**What you will do:** Using the records below, output the stretch that opens with the line containing "for kapply crates)" and closes with the line containing "let filter = if", exactly and including both lines, with nothing more.

**Input data:**
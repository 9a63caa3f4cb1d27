//! Logging setup
//!
//! Priority for the filter:
//! 1. `--debug` (debug for kapply crates)
//! 2. `RUST_LOG`
//! 3. Default: warn
//!
//! Logs go to stderr so `--output json` stays parseable.

use tracing::Level;
use tracing_subscriber::{EnvFilter, layer::SubscriberExt, util::SubscriberInitExt};

pub fn init(debug: bool) {
    let filter = if debug {
        EnvFilter::new("warn,kapply=debug,kapply_kube=debug,kapply_core=debug")
    } else {
        EnvFilter::builder()
            .with_default_directive(Level::WARN.into())
            .from_env_lossy()
    };

    let fmt_layer = tracing_subscriber::fmt::layer()
        .with_writer(std::io::stderr)
        .with_target(debug)
        .compact();

    tracing_subscriber::registry()
        .with(filter)
        .with(fmt_layer)
        .init();
}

**Solved problem:**
//! 1. `--debug` (debug for kapply crates)
//! 2. `RUST_LOG`
//! 3. Default: warn
//!
//! Logs go to stderr so `--output json` stays parseable.

use tracing::Level;
use tracing_subscriber::{EnvFilter, layer::SubscriberExt, util::SubscriberInitExt};

pub fn init(debug: bool) {
    let filter = if debug {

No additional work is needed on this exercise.